夏が近づくと、テレビでも女性誌でも、マンゴーどっさりのかき氷やマンゴーを使ったデザートの特集を組みます。実は、私はマンゴーが苦手です。ねっとり甘い果肉の果物がすべて苦手なので。しかしこんな私でも、たまに食べたくなるマンゴーのデザートが、たったひとつだけあります。たくさんは食べられませんが、感動的に美味しくて、ちょっと不思議なマンゴーのデザートです。それは、タイのカオニャオ・マムワンです。

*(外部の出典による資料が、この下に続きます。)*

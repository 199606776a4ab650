//! Scope items.
//!
//! A scope item is `name[+permissions]`, where permissions are any of `c`,
//! `r`, `u` and `d` (create, read, update, delete). An item without
//! permissions means `+r`. Names may contain letters and most printable
//! ASCII punctuation; a separator (`/` by default) introduces sub-scopes,
//! so `user+r` also grants `user/emails+r`. The name `*` matches every
//! scope.

use std::collections::{BTreeMap, BTreeSet};

use once_cell::sync::Lazy;
use regex::Regex;

use crate::error::{Error, Result};

/// A grant covering every scope with every permission.
pub const ANY: &str = "*+crud";

const PERMISSIONS: &str = "crud";

static ITEM: Lazy<Regex> = Lazy::new(|| {
    Regex::new(r"^(?P<item>(?:[^\W\d_]|[!#-*,-\[\]-~])+)(?:\+(?P<permissions>[crud]+))?$")
        .expect("valid regex")
});

fn parse(item: &str) -> Option<(&str, &str)> {
    let caps = ITEM.captures(item)?;
    let name = caps.name("item")?.as_str();
    let perms = caps.name("permissions").map_or("r", |m| m.as_str());
    Some((name, perms))
}

/// Expands scope items into one item per permission: `user+ud` becomes
/// `user+u` and `user+d`, `user` becomes `user+r`.
///
/// Malformed items are an [`Error::InvalidScope`] when `strict`, and
/// dropped otherwise.
pub fn normalize_scope_items<I, S>(items: I, strict: bool) -> Result<BTreeSet<String>>
where
    I: IntoIterator<Item = S>,
    S: AsRef<str>,
{
    let mut normalized = BTreeSet::new();
    for item in items {
        let item = item.as_ref();
        match parse(item) {
            Some((name, perms)) => {
                normalized.extend(perms.chars().map(|p| format!("{name}+{p}")));
            }
            None if strict => return Err(Error::InvalidScope(item.to_owned())),
            None => {}
        }
    }
    Ok(normalized)
}

/// Whether `root` grants everything `child` asks for.
///
/// `root`'s permissions must include all of `child`'s, and `child` must name
/// the same scope as `root` or one of its sub-scopes.
pub fn check_encapsulates(root: &str, child: &str, sep: &str) -> bool {
    let (Some((root_name, root_perms)), Some((child_name, child_perms))) = (parse(root), parse(child)) else {
        return false;
    };
    if !child_perms.chars().all(|p| root_perms.contains(p)) {
        return false;
    }
    let root_name = root_name.strip_suffix(sep).unwrap_or(root_name);
    root_name == "*"
        || child_name == root_name
        || child_name
            .strip_prefix(root_name)
            .is_some_and(|rest| !sep.is_empty() && rest.starts_with(sep))
}

/// An equivalent, possibly smaller, list of items: permissions are merged
/// per name and sub-scopes already covered by a parent are dropped. Items
/// granting only `r` are written without permissions.
pub fn compress_scope_items<I, S>(items: I, sep: &str) -> Vec<String>
where
    I: IntoIterator<Item = S>,
    S: AsRef<str>,
{
    let mut merged: BTreeMap<String, BTreeSet<char>> = BTreeMap::new();
    for item in items {
        if let Some((name, perms)) = parse(item.as_ref()) {
            merged.entry(name.to_owned()).or_default().extend(perms.chars());
        }
    }

    let covered = |name: &str, perms: &BTreeSet<char>| {
        let parts: Vec<&str> = name.split(sep).collect();
        (1..parts.len()).any(|i| {
            merged
                .get(&parts[..i].join(sep))
                .is_some_and(|parent| parent.is_superset(perms))
        })
    };

    merged
        .iter()
        .filter(|(name, perms)| !covered(name, perms))
        .map(|(name, perms)| {
            let perms: String = PERMISSIONS.chars().filter(|p| perms.contains(p)).collect();
            if perms == "r" { name.clone() } else { format!("{name}+{perms}") }
        })
        .collect()
}

/// The first granted item that encapsulates `required`.
///
/// Granted items are merged per name first, so `user+c` and `user+u`
/// together grant `user+cu`.
pub fn find_granting_scope<S: AsRef<str>>(required: &str, granted: &[S], sep: &str) -> Option<String> {
    let mut merged: Vec<(String, String)> = Vec::new();
    for item in granted {
        let Some((name, perms)) = parse(item.as_ref()) else { continue };
        match merged.iter_mut().find(|(n, _)| n == name) {
            Some((_, existing)) => {
                existing.extend(perms.chars().filter(|p| !existing.contains(*p)).collect::<Vec<_>>());
            }
            None => merged.push((name.to_owned(), perms.to_owned())),
        }
    }
    merged
        .into_iter()
        .map(|(name, perms)| format!("{name}+{perms}"))
        .find(|item| check_encapsulates(item, required, sep))
}
//! Data models derived from data sets and records.
//!
//! | Source | read | make | write | delete |
//! |---|---|---|---|---|
//! | [`DataSet`] | all records | | | |
//! | [`MutableDataSet`] | all records | [`add`](MutableDataSet::add) | | |
//! | [`MutableRecord`] | fields | | [`patch`](MutableRecord::patch) replacing | [`delete`](MutableRecord::delete) |
//!
//! Each source is produced per request from the URL values, so a single
//! resource can serve any record of a set.

use std::future::Future;
use std::sync::Arc;

use serde_json::Value;

use super::{DataSet, Fields, MutableDataSet, MutableRecord};
use crate::error::{Error, Result};
use crate::model::{DataModel, UrlValues};

/// Input for make and write must be an object.
pub fn into_fields(input: Value) -> Result<Fields> {
    match input {
        Value::Object(fields) => Ok(fields),
        _ => Err(Error::bad_request("Expected an object")),
    }
}

/// Read only.
pub fn readonly_set_model<F, Fut, S>(source: F) -> DataModel
where
    F: Fn(UrlValues) -> Fut + Send + Sync + 'static,
    Fut: Future<Output = Result<Arc<S>>> + Send + 'static,
    S: DataSet + ?Sized + 'static,
{
    DataModel::new().read(move |vars: UrlValues| {
        let set = source(vars);
        async move { set.await?.read_all().await }
    })
}

/// Read and make.
pub fn set_model<F, Fut, S>(source: F) -> DataModel
where
    F: Fn(UrlValues) -> Fut + Send + Sync + 'static,
    Fut: Future<Output = Result<Arc<S>>> + Send + 'static,
    S: MutableDataSet + ?Sized + 'static,
{
    let source = Arc::new(source);
    let for_make = Arc::clone(&source);
    DataModel::new()
        .read(move |vars: UrlValues| {
            let set = source(vars);
            async move { set.await?.read_all().await }
        })
        .make(move |vars: UrlValues, input: Value| {
            let set = for_make(vars);
            async move {
                let fields = into_fields(input)?;
                Ok(Value::Object(set.await?.add(fields).await?))
            }
        })
}

/// Read, write and delete. Write replaces the record and answers with its
/// new fields.
pub fn record_model<F, Fut, R>(source: F) -> DataModel
where
    F: Fn(UrlValues) -> Fut + Send + Sync + 'static,
    Fut: Future<Output = Result<R>> + Send + 'static,
    R: MutableRecord + 'static,
{
    let source = Arc::new(source);
    let for_write = Arc::clone(&source);
    let for_delete = Arc::clone(&source);
    DataModel::new()
        .read(move |vars: UrlValues| {
            let record = source(vars);
            async move { Ok(Value::Object(record.await?.read().await?)) }
        })
        .write(move |vars: UrlValues, input: Value| {
            let record = for_write(vars);
            async move {
                let fields = into_fields(input)?;
                let record = record.await?;
                record.patch(fields, &[], true).await?;
                Ok(Value::Object(record.read().await?))
            }
        })
        .delete(move |vars: UrlValues| {
            let record = for_delete(vars);
            async move { record.await?.delete().await }
        })
}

とにかく重いので、食いだめは無理。しかし滅多に食べられないので、希少価値あり! とにかく重いので、食いだめは無理。しかし滅多に食べられないので、希少価値あり!

季節限定のカオニャオ・マムワンとは?

東南アジアのタイが最も暑い季節は、日本が春の4月です。その時期にしか食べられないマンゴーのデザートが、カオニャオ・マムワンです。ココナッツミルク味の甘いもち米にねっとり熟れ熟れのマンゴーのスライスをのっけます。さらに、塩味をきかせたココナッツミルクをかけて食べるというデザートです。ココナッツミルク味のもち米って、相当な甘さと重さです。しかし熟れたマンゴーと一緒に食べると、あら、不思議! 甘さよりもマンゴーのさわやかな酸味が引き立ちます。だから、ねっとり甘い果肉が苦手な私でも食べられるのです。

カオニャオ・マムワンの強烈な味とは?

塩味がきいたココナッツミルクのソースをかけると、もち米の甘さ、マンゴーの酸味、ココナッツミルクソースの塩っぱさが、混じり合います。日本ではなかなか味わえない複雑な味のおいしさです。ただ、食材が全て重いので、マンゴーひと切れと甘いもち米を少々食べただけで、ごはん一食分の満腹感が襲ってきます。だから、ほんの少しが私にはちょうどいいようです。カオニャオ・マムワンは、マンゴーが出まわる4月頃になると、バンコクやチェンマイの屋台に登場します。熟れたマンゴーを積み上げたテーブルに、もち米とマンゴーを入れる発砲スチロールの容器があれば、そこはカオニャオ・マムワンの屋台です。

甘いもち米のお菓子はいろいろあるけれど…

マンゴーがない季節でも食べられるのは、ココナッツミルク味のもち米で作った「カオニャオ・タット」です。甘いもち米に、塩味のココナッツミルクソースをかけたり、ココナッツプリンなどのトッピングが面白いデザートです。タイでは、ココナッツミルク味のもち米のデザートは、めずらしくはありません。しかし、季節限定といい、見た目の迫力といい、どれもカオニャオ・マムワンには、到底及びません。カオニャオ・マムワンを食べたい時は、かなり暑い4月のタイに行くしかないのです。